Another year of school and the vital need to think through ‘plagiarism’ rears it’s ugly head again – particularly as the Open Content movement gains strength. The recently released Horizon Report 2010 explains:
A new educational perspective, focused on collective knowledge and the sharing and reuse of learning and scholarly content, has been gaining ground across the globe for nearly a decade. Open content has now come to the point that it is rapidly driving change in both the materials we use and the process of education. At its core, the notion of open content is to take advantage of the Internet as a global dissemination platform for collective knowledge and wisdom, and to design learning experiences that maximize the use of it.

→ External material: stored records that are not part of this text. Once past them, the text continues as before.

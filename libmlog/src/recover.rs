//! Recovery for documents the server truncated or printed malformed.
//!
//! Large documents get cut mid-way and some values print in forms no
//! grammar can read. Rather than fail the line, a field value starting with
//! `{` that does not parse is kept verbatim through its first closing `}`,
//! if any, and then up to the next recovery anchor (see
//! [`crate::RECOVERY_ANCHORS`]), so the fields after it still parse.

use crate::parser::{Parser, Step};
use crate::value::Value;

impl<'a> Parser<'a> {
    pub(crate) fn partial_document(&mut self) -> Step {
        let start = self.cur.pos();
        if !self.cur.eat_byte(b'{') {
            return Ok(false);
        }
        let len = recovery_offset(self.cur.rest(), &self.ctx.recovery_anchors);
        self.cur.reset(self.cur.pos() + len);
        let raw = self.cur.since(start);
        tracing::debug!(column = start, len = raw.len(), "recovered malformed document");
        self.builder.attach_value(Value::from(raw))?;
        Ok(true)
    }
}

/// Length of the recovered span after the opening brace: through the first
/// `}` when there is one, then on to the next anchor.
pub(crate) fn recovery_offset<S: AsRef<str>>(text: &str, anchors: &[S]) -> usize {
    match text.find('}') {
        Some(close) => close + 1 + anchor_offset(&text[close + 1..], anchors),
        None => anchor_offset(text, anchors),
    }
}

/// Byte offset of the first position in `text` where an anchor begins, or
/// the length of `text` when none does.
pub(crate) fn anchor_offset<S: AsRef<str>>(text: &str, anchors: &[S]) -> usize {
    text.char_indices()
        .map(|(i, _)| i)
        .find(|&i| {
            anchors
                .iter()
                .map(AsRef::as_ref)
                .any(|a| !a.is_empty() && text[i..].starts_with(a))
        })
        .unwrap_or(text.len())
}
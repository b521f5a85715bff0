//! Per-parse configuration.

/// Field names that end a recovered malformed document.
///
/// When a document cannot be parsed, the recovered text runs from its opening
/// brace up to the first position where one of these names begins.
pub const RECOVERY_ANCHORS: &[&str] = &["planSummary", "ninserted", "cursorid", "ntoreturn"];

/// Parse context: where the line came from and how to treat optional stages.
///
/// The context is read-only during a parse, so one context may be shared by
/// any number of concurrent parses.
#[derive(Clone, Debug)]
pub struct ParseContext {
    pub filename: Option<String>,
    /// Zero-based line number within `filename`.
    pub line_num: Option<usize>,
    /// Name to store a leading metadata token under (for lines prefixed by a
    /// collector with a host or file tag). Disabled when `None`.
    pub metadata_field: Option<String>,
    pub recovery_anchors: Vec<String>,
}

impl Default for ParseContext {
    fn default() -> Self {
        Self {
            filename: None,
            line_num: None,
            metadata_field: None,
            recovery_anchors: RECOVERY_ANCHORS.iter().map(|a| a.to_string()).collect(),
        }
    }
}

impl ParseContext {
    /// Create a new parse context.
    pub fn new(filename: Option<&str>) -> Self {
        Self {
            filename: filename.map(String::from),
            ..Self::default()
        }
    }

    pub fn with_line(mut self, line_num: usize) -> Self {
        self.line_num = Some(line_num);
        self
    }

    pub fn with_metadata_field(mut self, name: impl Into<String>) -> Self {
        self.metadata_field = Some(name.into());
        self
    }

    /// Replace the recovery anchor table.
    pub fn with_recovery_anchors<I, S>(mut self, anchors: I) -> Self
    where
        I: IntoIterator<Item = S>,
        S: Into<String>,
    {
        self.recovery_anchors = anchors.into_iter().map(Into::into).collect();
        self
    }

    /// Format a location suffix for error messages. `col` is a zero-based
    /// byte offset into the line.
    pub fn loc_suffix(&self, col: usize) -> String {
        match (&self.filename, self.line_num) {
            (Some(name), Some(line)) => format!(" at {}:{} of <{}>", line + 1, col + 1, name),
            (Some(name), None) => format!(" at column {} of <{}>", col + 1, name),
            (None, Some(line)) => format!(" at {}:{}", line + 1, col + 1),
            (None, None) => format!(" at column {}", col + 1),
        }
    }
}
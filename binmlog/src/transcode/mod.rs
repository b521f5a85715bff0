//! Output formats rendered with external libraries.

pub mod cbor;
pub mod yaml;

Collective knowledge and wisdom depends on one thing though – giving credit where credit is due, whether it is courses, information, ideas, inspiration, motivation, etc. In fact, development of knowledge and scientific research has always depended on this.
But with the global reach of information and info-trash the ‘times, they are a changing‘. Misinformation can become information. Knowledge can too readily become bias. So learning to give credit where credit is due is a critical and essential information fluency skill for our students to acquire.
Let’s demonstrate to our students how easy it is to acknowledge inspiration in an online learning world. It takes a quote or a backlink – that’s all. What does it achieve? Well, first and foremost, it builds learning conversation and creative endeavour, and secondly it demonstrates that a learner is able to analyse and synthesize thinking from a global repository of possibilities. Sharing is so important, but so is sharing openly and inclusively.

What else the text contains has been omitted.